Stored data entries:
= = = =

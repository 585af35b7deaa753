// Discount Card - tests/e2e_search.rs
//
// End-to-end tests for the cascade, search and export pipeline.
//
// These tests exercise a real SQLite file on disk, the real read-only
// store, the filter session and the export writer. Exported files are read
// back with the csv and calamine crates.

use discount_card::app::session::FilterSession;
use discount_card::core::export::ExportFormat;
use discount_card::core::model::{Choice, Dimension, Selection};
use discount_card::platform::sqlite::SqliteStore;
use discount_card::util::constants::{
    EXPORT_FILE_PREFIX, EXPORT_HEADERS, EXPORT_SHEET_NAME, UTF8_BOM,
};
use discount_card::util::error::{FilterError, StoreError};
use std::fs;
use std::path::{Path, PathBuf};
use tempfile::TempDir;

// =============================================================================
// Helpers
// =============================================================================

/// Write the providers fixture database into a fresh temp directory.
fn fixture_db() -> (TempDir, PathBuf) {
    let dir = tempfile::tempdir().unwrap();
    let path = dir.path().join("discount_card.db");
    let conn = rusqlite::Connection::open(&path).unwrap();
    conn.execute_batch(
        "CREATE TABLE providers (
            provider_name TEXT, address TEXT, phone, hotline TEXT,
            agreed_prices TEXT, governorate TEXT, area TEXT,
            provider_type TEXT, main_specialty TEXT, sub_specialty TEXT
        );
        INSERT INTO providers VALUES
            ('Nile Hospital', 'Corniche St', '0223456789', '19001', '20%', 'Cairo', 'Maadi', 'Hospital', 'Surgery', 'General'),
            ('Nasr Scan', 'Abbas El Akkad', '0224567890', NULL, '15%', 'Cairo', 'Nasr City', 'Radiology', 'Imaging', 'MRI'),
            ('October Dental', 'Central Axis', 38345678, '19002', '25%', 'Giza', '6th of October', 'Clinic', 'Dentistry', 'Orthodontics'),
            ('October Labs', 'Mall of Arabia', '0238765432', NULL, '10%', 'Giza', '6th of October', 'Laboratory', 'Pathology', ''),
            ('Pyramids Eye', 'Haram St', '0235678901', '19003', '30%', 'Giza', 'Haram', 'Center', 'Ophthalmology', 'Retina'),
            ('Unassigned', NULL, NULL, NULL, NULL, NULL, '', NULL, NULL, NULL);",
    )
    .unwrap();
    (dir, path)
}

fn open_session(path: &Path) -> FilterSession {
    let store = SqliteStore::open(path).unwrap();
    FilterSession::new(Box::new(store)).unwrap()
}

fn values(choices: &[Choice]) -> Vec<&str> {
    choices.iter().filter_map(Choice::as_value).collect()
}

fn pick(value: &str) -> Choice {
    Choice::Value(value.to_string())
}

/// Read an exported CSV back, stripping the BOM. Returns (headers, rows).
fn read_csv(path: &Path) -> (Vec<String>, Vec<Vec<String>>) {
    let bytes = fs::read(path).unwrap();
    assert!(bytes.starts_with(UTF8_BOM), "export must start with a UTF-8 BOM");
    let mut reader = csv::Reader::from_reader(&bytes[UTF8_BOM.len()..]);
    let headers = reader
        .headers()
        .unwrap()
        .iter()
        .map(str::to_string)
        .collect();
    let rows = reader
        .records()
        .map(|r| r.unwrap().iter().map(str::to_string).collect())
        .collect();
    (headers, rows)
}

// =============================================================================
// Cascade E2E
// =============================================================================

#[test]
fn e2e_startup_lists_every_governorate_and_area() {
    let (_dir, path) = fixture_db();
    let session = open_session(&path);

    let governorates = session.choices(Dimension::Governorate);
    assert_eq!(governorates[0], Choice::All);
    assert_eq!(values(governorates), vec!["Cairo", "Giza"]);

    assert_eq!(
        values(session.choices(Dimension::Area)),
        vec!["6th of October", "Haram", "Maadi", "Nasr City"]
    );
}

#[test]
fn e2e_pinning_giza_narrows_areas_and_clears_downstream() {
    let (_dir, path) = fixture_db();
    let mut session = open_session(&path);

    session
        .set_selection(Dimension::Area, pick("Maadi"))
        .unwrap();
    session
        .set_selection(Dimension::Governorate, pick("Giza"))
        .unwrap();

    assert_eq!(session.selection().get(Dimension::Governorate), Some("Giza"));
    for dimension in Dimension::Governorate.downstream() {
        assert_eq!(
            session.selection().get(*dimension),
            None,
            "{dimension} must be reset by an upstream change"
        );
    }
    assert_eq!(
        values(session.choices(Dimension::Area)),
        vec!["6th of October", "Haram"]
    );
    // Governorate's own list never depends on its own pin.
    assert_eq!(
        values(session.choices(Dimension::Governorate)),
        vec!["Cairo", "Giza"]
    );
}

#[test]
fn e2e_distinct_values_skip_null_and_empty_for_every_selection() {
    let (_dir, path) = fixture_db();
    let session = open_session(&path);

    let selections = [
        Selection::default(),
        Selection::default().with(Dimension::Governorate, "Giza"),
        Selection::default()
            .with(Dimension::Governorate, "Giza")
            .with(Dimension::Area, "6th of October"),
    ];
    for selection in &selections {
        for dimension in Dimension::ALL {
            let choices = session.distinct_values(dimension, selection).unwrap();
            assert!(
                values(&choices).iter().all(|v| !v.is_empty()),
                "{dimension} offered an empty value under {selection:?}"
            );
        }
    }
}

#[test]
fn e2e_downstream_pin_does_not_constrain_upstream_choices() {
    let (_dir, path) = fixture_db();
    let session = open_session(&path);

    let pinned_area = Selection::default().with(Dimension::Area, "Maadi");
    let governorates = session
        .distinct_values(Dimension::Governorate, &pinned_area)
        .unwrap();
    assert_eq!(values(&governorates), vec!["Cairo", "Giza"]);
}

#[test]
fn e2e_unobserved_value_is_rejected() {
    let (_dir, path) = fixture_db();
    let mut session = open_session(&path);
    session
        .set_selection(Dimension::Governorate, pick("Giza"))
        .unwrap();

    let err = session
        .set_selection(Dimension::Area, pick("Maadi"))
        .unwrap_err();
    assert!(matches!(err, FilterError::UnobservedValue { .. }));
    assert_eq!(session.selection().get(Dimension::Area), None);
}

// =============================================================================
// Search E2E
// =============================================================================

#[test]
fn e2e_unconstrained_search_returns_all_rows_in_store_order() {
    let (_dir, path) = fixture_db();
    let session = open_session(&path);

    let rows = session.search_current().unwrap();
    let names: Vec<_> = rows
        .iter()
        .map(|r| r.provider_name.as_deref().unwrap_or(""))
        .collect();
    assert_eq!(
        names,
        vec![
            "Nile Hospital",
            "Nasr Scan",
            "October Dental",
            "October Labs",
            "Pyramids Eye",
            "Unassigned"
        ]
    );
    // Integer-typed phone values are rendered as text.
    assert_eq!(rows[2].phone.as_deref(), Some("38345678"));
}

#[test]
fn e2e_search_giza_october_returns_matching_subset_idempotently() {
    let (_dir, path) = fixture_db();
    let mut session = open_session(&path);
    session
        .set_selection(Dimension::Governorate, pick("Giza"))
        .unwrap();
    session
        .set_selection(Dimension::Area, pick("6th of October"))
        .unwrap();

    let first = session.search_current().unwrap();
    let second = session.search_current().unwrap();
    assert_eq!(first, second);
    assert_eq!(first.len(), 2);
    assert!(first.iter().all(|r| {
        r.governorate.as_deref() == Some("Giza") && r.area.as_deref() == Some("6th of October")
    }));
}

#[test]
fn e2e_quoted_value_is_bound_not_interpolated() {
    let (_dir, path) = fixture_db();
    let session = open_session(&path);

    let hostile = Selection::default().with(Dimension::Governorate, "Giza' OR '1'='1");
    assert!(session.search(&hostile).unwrap().is_empty());
}

// =============================================================================
// Export E2E
// =============================================================================

#[test]
fn e2e_export_giza_october_to_csv() {
    let (_dir, path) = fixture_db();
    let out = tempfile::tempdir().unwrap();
    let mut session = open_session(&path);
    session
        .set_selection(Dimension::Governorate, pick("Giza"))
        .unwrap();
    session
        .set_selection(Dimension::Area, pick("6th of October"))
        .unwrap();
    let rows = session.search_current().unwrap();

    let outcome = session
        .export(&rows, out.path(), ExportFormat::Csv)
        .unwrap();
    assert_eq!(outcome.rows, rows.len());

    let file_name = outcome.path.file_name().unwrap().to_str().unwrap();
    assert!(file_name.starts_with(EXPORT_FILE_PREFIX));
    assert!(file_name.ends_with(".csv"));

    let (headers, data) = read_csv(&outcome.path);
    assert_eq!(headers, EXPORT_HEADERS.to_vec());
    assert_eq!(data.len(), rows.len());
    assert_eq!(
        data[0],
        vec!["October Dental", "Central Axis", "38345678", "19002", "25%"]
    );
    // Absent hotline becomes an empty cell.
    assert_eq!(data[1][3], "");
}

#[test]
fn e2e_export_giza_october_to_xlsx() {
    use calamine::{open_workbook, Data, Reader, Xlsx};

    let (_dir, path) = fixture_db();
    let out = tempfile::tempdir().unwrap();
    let mut session = open_session(&path);
    session
        .set_selection(Dimension::Governorate, pick("Giza"))
        .unwrap();
    session
        .set_selection(Dimension::Area, pick("6th of October"))
        .unwrap();
    let rows = session.search_current().unwrap();

    let outcome = session
        .export(&rows, out.path(), ExportFormat::default())
        .unwrap();
    let file_name = outcome.path.file_name().unwrap().to_str().unwrap();
    assert!(file_name.starts_with(EXPORT_FILE_PREFIX));
    assert!(file_name.ends_with(".xlsx"));

    let mut workbook: Xlsx<_> = open_workbook(&outcome.path).unwrap();
    let range = workbook.worksheet_range(EXPORT_SHEET_NAME).unwrap();
    let sheet: Vec<Vec<String>> = range
        .rows()
        .map(|r| r.iter().map(Data::to_string).collect())
        .collect();

    assert_eq!(sheet.len(), rows.len() + 1);
    assert_eq!(sheet[0], EXPORT_HEADERS.to_vec());
    assert_eq!(
        sheet[1],
        vec!["October Dental", "Central Axis", "38345678", "19002", "25%"]
    );
    assert_eq!(sheet[2][0], "October Labs");
    assert_eq!(sheet[2][3], "");
}

#[test]
fn e2e_repeated_exports_get_distinct_names() {
    let (_dir, path) = fixture_db();
    let out = tempfile::tempdir().unwrap();
    let session = open_session(&path);
    let rows = session.search_current().unwrap();

    let first = session.export(&rows, out.path(), ExportFormat::Csv).unwrap();
    let second = session.export(&rows, out.path(), ExportFormat::Csv).unwrap();
    let third = session.export(&rows, out.path(), ExportFormat::Json).unwrap();

    assert_ne!(first.path, second.path);
    assert_ne!(first.path, third.path);
    assert_eq!(fs::read_dir(out.path()).unwrap().count(), 3);

    let json: serde_json::Value =
        serde_json::from_str(&fs::read_to_string(&third.path).unwrap()).unwrap();
    assert_eq!(json.as_array().unwrap().len(), rows.len());
    assert_eq!(json[0]["Provider Name"], "Nile Hospital");
}

// =============================================================================
// Store failures
// =============================================================================

#[test]
fn e2e_missing_database_is_fatal_at_open() {
    let dir = tempfile::tempdir().unwrap();
    let missing = dir.path().join("nowhere.db");
    assert!(matches!(
        SqliteStore::open(&missing),
        Err(StoreError::Unreachable { .. })
    ));
    assert!(!missing.exists(), "opening must not create the database");
}

#[test]
fn e2e_store_loss_leaves_selection_unchanged() {
    let (dir, path) = fixture_db();
    let mut session = open_session(&path);
    session
        .set_selection(Dimension::Governorate, pick("Giza"))
        .unwrap();
    let areas_before: Vec<Choice> = session.choices(Dimension::Area).to_vec();

    fs::remove_file(&path).unwrap();

    let err = session
        .set_selection(Dimension::Area, pick("Haram"))
        .unwrap_err();
    assert!(matches!(err, FilterError::Store(_)));
    assert_eq!(session.selection().get(Dimension::Governorate), Some("Giza"));
    assert_eq!(session.selection().get(Dimension::Area), None);
    assert_eq!(session.choices(Dimension::Area), areas_before.as_slice());
    drop(dir);
}
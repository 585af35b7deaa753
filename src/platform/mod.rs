// Discount Card - platform/mod.rs
//
// Platform abstraction layer.
// Dependencies: core (store trait, export format), util, rusqlite, directories.
// Must NOT depend on: app, ui.

pub mod config;
pub mod sqlite;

= = = =

What to produce: Which of the lines above hold the word "Unassigned"? Copy each one.

Result below:
            ('Unassigned', NULL, NULL, NULL, NULL, NULL, '', NULL, NULL, NULL);",
            "Unassigned"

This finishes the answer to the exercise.